Intelligentes Transportsystem
B&R-Deutschland-Chef Sandhöfner erläutert Supertrak

Linearmotorgetriebene Fördersysteme wie Supertrak von B&R bieten angesichts der zunehmenden Individualisierung der Produkte bis hin zur Losgröße 1 zahlreiche Vorteile. Über den Lebenszyklus von Produktionsanlagen hinweg bieten sie die geforderte Flexibilität – auch wenn zu Beginn einer Entwicklung noch gar nicht bekannt ist, welche Anforderungen in einigen Jahren zu erfüllen sind. Im Interview mit KEM Konstruktion erläutert B&R-Deutschland-Chef Markus Sandhöfner, welche Vorteile Supertrak von B&R nicht nur den Maschinen- und Anlagenbauern, sondern letztlich auch den Anwendern bietet.

 

Interview: Michael Corban, Chefredakteur KEM Konstruktion

KEM Konstruktion: Bevor wir auf technische Details des B&R-Transportsystems Supertrak zu sprechen kommen – vor welchem Hintergrund spielt die Antriebslösung aus Ihrer Sicht eine wichtige Rolle?
Sandhöfner: Starten wir doch mit unserer persönlichen Sichtweise als Verbraucher – was wir gerne wollen, sind auf uns persönlich zugeschnittene Produkte. Heute ist es beispielsweise schon möglich, dass Laufschuhe entsprechend meiner individuellen Fußabmessungen gefertigt werden. Damit handelt es sich um Unikate; mit anderen Worten: Losgröße 1. Für diese Individualisierung gibt es zahlreiche weitere Beispiele und die entscheidende Frage für den Hersteller ist, wie er die Fertigung bei dieser extremen Varianz einerseits überhaupt umsetzen und andererseits wirtschaftlich gestalten kann. Ganz generell sehen wir, dass in der Industrie die Losgrößen dramatisch kleiner werden. Maschinen, die früher für die Serienproduktion konzipiert wurden, müssen heute rasche Format- und sogar Produktwechsel ermöglichen – bis dahin, dass in einem Fertigungsverbund verschiedene Produkte parallel gefertigt werden. Die Schwierigkeit dabei ist: Durch Produkte mit einer etwas längeren Bearbeitungszeit darf kein Stau entstehen. Das bedeutet, dass eine starre Verkettung von Nachteil ist, da diese sich ja nach der längsten Zykluszeit eines Prozesses innerhalb der Anlage richten muss.

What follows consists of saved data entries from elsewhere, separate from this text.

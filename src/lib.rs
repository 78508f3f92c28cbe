//! # Connect Four
//!
//! A two-player gravity grid game: pieces dropped into a column fall to the
//! lowest empty row, and four in a row horizontally, vertically, or diagonally
//! wins.
//!
//! ## Modules
//!
//! - [`game`]: Core game logic: cells, board, win detection, turn tracking
//! - [`ui`]: Terminal UI and a line-oriented text prompt
//! - [`config`]: TOML configuration loading and validation
//! - [`error`]: Structured error types

pub mod config;
pub mod error;
pub mod game;
pub mod ui;
/// Identifier of the player owning a piece. Valid identifiers are positive.
pub type PlayerId = u32;

/// Returned by board queries for empty or out-of-range cells. Never a valid
/// player identifier.
pub const NO_OWNER: PlayerId = 0;

pub const PLAYER_ONE: PlayerId = 1;
pub const PLAYER_TWO: PlayerId = 2;

/// Get the other canonical player. Anything that isn't player one maps back to
/// player one.
pub fn opponent(player: PlayerId) -> PlayerId {
    if player == PLAYER_ONE {
        PLAYER_TWO
    } else {
        PLAYER_ONE
    }
}

/// Get player name for display
pub fn player_name(player: PlayerId) -> String {
    format!("Player {player}")
}
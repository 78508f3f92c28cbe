//! Core Connect Four game logic: cells, the gravity board with win detection,
//! the turn tracker, and a game session tying them together.

mod board;
mod cell;
mod player;
mod state;
mod turns;

pub use board::{Board, DEFAULT_HEIGHT, DEFAULT_WIDTH, WIN_LENGTH};
pub use cell::{Cell, Piece};
pub use player::{opponent, player_name, PlayerId, NO_OWNER, PLAYER_ONE, PLAYER_TWO};
pub use state::{GameOutcome, GameState, MoveError, Placement};
pub use turns::TurnTracker;
//! Property tests for board mechanics over arbitrary dimensions and drop
//! sequences.

use connect_four::error::DropError;
use connect_four::game::{Board, PlayerId, NO_OWNER};
use proptest::prelude::*;

fn dimensions() -> impl Strategy<Value = (usize, usize)> {
    (1usize..=10, 1usize..=10)
}

/// (column seed, player) pairs; the seed is reduced modulo the board width.
fn drops() -> impl Strategy<Value = Vec<(usize, PlayerId)>> {
    prop::collection::vec((0usize..64, 1u32..=4), 0..150)
}

fn board_after(width: usize, height: usize, drops: &[(usize, PlayerId)]) -> Board {
    let mut board = Board::with_dimensions(width, height).unwrap();
    for &(seed, player) in drops {
        let _ = board.drop_piece(seed % width, player);
    }
    board
}

proptest! {
    #[test]
    fn every_column_is_full_after_capacity_drops(
        (width, height) in dimensions(),
        drops in drops(),
    ) {
        let mut board = board_after(width, height, &drops);
        let mut successes = board.filled();
        for column in 0..width {
            while board.drop_piece(column, 1).is_ok() {
                successes += 1;
            }
        }

        prop_assert_eq!(successes, width * height);
        prop_assert!(board.is_full());
        for column in 0..width {
            prop_assert_eq!(
                board.drop_piece(column, 2),
                Err(DropError::ColumnFull { column })
            );
        }
    }

    #[test]
    fn drops_in_one_column_stack_upward(
        (width, height) in dimensions(),
        seed in 0usize..64,
        player in 1u32..=4,
    ) {
        let column = seed % width;
        let mut board = Board::with_dimensions(width, height).unwrap();
        for expected in 0..height {
            prop_assert_eq!(board.drop_piece(column, player), Ok(expected));
        }
        prop_assert_eq!(
            board.drop_piece(column, player),
            Err(DropError::ColumnFull { column })
        );
    }

    #[test]
    fn dropped_piece_is_owned_by_its_player(
        (width, height) in dimensions(),
        drops in drops(),
    ) {
        let mut board = Board::with_dimensions(width, height).unwrap();
        for (seed, player) in drops {
            let column = seed % width;
            if let Ok(row) = board.drop_piece(column, player) {
                let (c, r) = (column as isize, row as isize);
                prop_assert_eq!(board.owner_at(c, r), player);
                prop_assert!(board.is_owned_by(c, r, player));
            }
        }
    }

    #[test]
    fn failed_drop_leaves_board_unchanged(
        (width, height) in dimensions(),
        drops in drops(),
        column in 0usize..16,
    ) {
        let mut board = board_after(width, height, &drops);
        let before = board.clone();
        if board.drop_piece(column, 3).is_err() {
            prop_assert_eq!(board, before);
        }
    }

    #[test]
    fn reset_matches_fresh_board(
        (width, height) in dimensions(),
        drops in drops(),
    ) {
        let mut board = board_after(width, height, &drops);
        board.reset();
        prop_assert_eq!(&board, &Board::with_dimensions(width, height).unwrap());

        // Resetting an empty board changes nothing either
        board.reset();
        prop_assert_eq!(&board, &Board::with_dimensions(width, height).unwrap());
        for (row, column, _) in board.iter() {
            prop_assert_eq!(board.owner_at(column as isize, row as isize), NO_OWNER);
        }
    }

    #[test]
    fn out_of_bounds_queries_report_no_owner(
        (width, height) in dimensions(),
        drops in drops(),
        column in -20isize..40,
        row in -20isize..40,
        player in 0u32..=4,
    ) {
        let board = board_after(width, height, &drops);
        prop_assume!(
            column < 0 || row < 0 || column >= width as isize || row >= height as isize
        );
        prop_assert_eq!(board.owner_at(column, row), NO_OWNER);
        prop_assert!(!board.is_owned_by(column, row, player));
    }

    #[test]
    fn iteration_visits_every_cell_once(
        (width, height) in dimensions(),
        drops in drops(),
    ) {
        let board = board_after(width, height, &drops);
        let mut seen = vec![false; width * height];
        for (row, column, cell) in board.iter() {
            let index = row * width + column;
            prop_assert!(!seen[index]);
            seen[index] = true;
            prop_assert_eq!(cell.owner(), board.owner_at(column as isize, row as isize));
        }
        prop_assert!(seen.into_iter().all(|visited| visited));
    }

    #[test]
    fn winning_line_is_owned_and_consistent(
        (width, height) in dimensions(),
        drops in drops(),
        player in 1u32..=4,
    ) {
        let board = board_after(width, height, &drops);
        match board.winning_line(player) {
            Some(line) => {
                prop_assert!(board.has_won(player));
                for (column, row) in line {
                    prop_assert!(board.is_owned_by(column as isize, row as isize, player));
                }
            }
            None => prop_assert!(!board.has_won(player)),
        }
    }
}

Lösen lässt sich das über Materialpuffer zwischen den Anlagenteilen, was den Platzbedarf und die Investition in die Anlagentechnik erhöht. Besser ist es deshalb, den Materialfluss generell flexibler zu gestalten – so dass der Anwender damit auf verschiedene Prozesse beziehungsweise Zykluszeiten reagieren kann. Genau diese Flexibilität bietet unser intelligentes Transportsystem Supertrak.
KEM Konstruktion: Das System erlaubt also die Umsetzung eines sehr flexiblen Materialflusses. Geht das nicht zu Lasten des Engineering-Aufwands?
Sandhöfner: Nein, denn an dieser Stelle ist das Transportsystem eingebettet in das B&R-Angebot, das heißt modular aufgebaut. Die einzelnen Komponenten lassen sich dabei nicht nur entsprechend den Anforderungen flexibel zusammensetzen, sondern der erforderliche Programmieraufwand bleibt ebenfalls minimal. Dabei ist es wichtig, sich vor Augen zu halten, dass sich jede ‚Achse‘ einzeln und unabhängig von anderen von Punkt A nach Punkt B fahren lässt – die Verkettung ist also sehr einfach umzusetzen, weil Supertrak in unsere Automatisierungssoftware Automation Studio nahtlos integriert ist und sich auf diese Weise Bewegungen des Transportsystems mit den Bearbeitungsprozessen synchronisieren lassen. Das gilt insbesondere auch für die Robotik. All das erlaubt im Zuge der Anlagenentwicklung eine schnelle Umsetzung und damit auch zügige Auslieferung. Zusätzlich können wir aber auch einen weiteren Kundenwunsch erfüllen: Angesichts der Lebensdauer einer Anlage ist häufig zu Beginn des Engineerings noch gar nicht klar, welche Anforderungen in einigen Jahren zu erfüllen sind. Anpassungen im Verlaufe des Lebenszyklus einer Produktionsanlage müssen sich also angesichts des eingangs erwähnten hohen Individualisierungsgrades auch später noch schnell umsetzen lassen – im Idealfall durch eine selbstständig ablaufende Parametrierung. Nur auf diese Weise haben die Warenhersteller und Nutzer der Anlagen die Möglichkeit, schnell Produkttrends folgen zu können.
KEM Konstruktion: Einer der Vorteile ist dabei, dass sich einzelne Werkstückträger – also Achsen – unabhängig voneinander steuern lassen…
Sandhöfner: …weil dadurch die Möglichkeit gegeben ist, mit weniger Achsen innerhalb einer Maschine auszukommen. In einer starren Verkettung muss ich deutlich mehr ‚Transportachsen‘ vorhalten, um eine vergleichbare Flexibilität zu erreichen. Supertrak kommt also mit weniger Achsen aus und damit bleibt natürlich auch der Platzbedarf gering – angesichts des gewünschten hohen Raumausnutzungsgrades ein entscheidender Vorteil. Verstehen lässt sich das auch, wenn man sich vor Augen hält, dass Transportsystem und Bearbeitungsprozesse miteinander verschmelzen können. Stellen wir uns etwa vor, dass eine Kleberaupe zu Dichtungszwecken aufgetragen werden soll: Dann kann ich über die Supertrak-Achse den Vorschub realisieren – und damit die Transportachse in den Prozess integrieren. Entscheidend ist hier die Fähigkeit, jede Achse einzeln steuern zu können, so dass sich die jeweiligen Bewegungen einfach synchronisieren lassen. Weniger Achsen bedeutet darüber hinaus, dass Kosten und Programmieraufwand sinken.
KEM Konstruktion: Lässt sich auf diese Weise auch der Verzicht auf zusätzliche Materialpuffer erklären?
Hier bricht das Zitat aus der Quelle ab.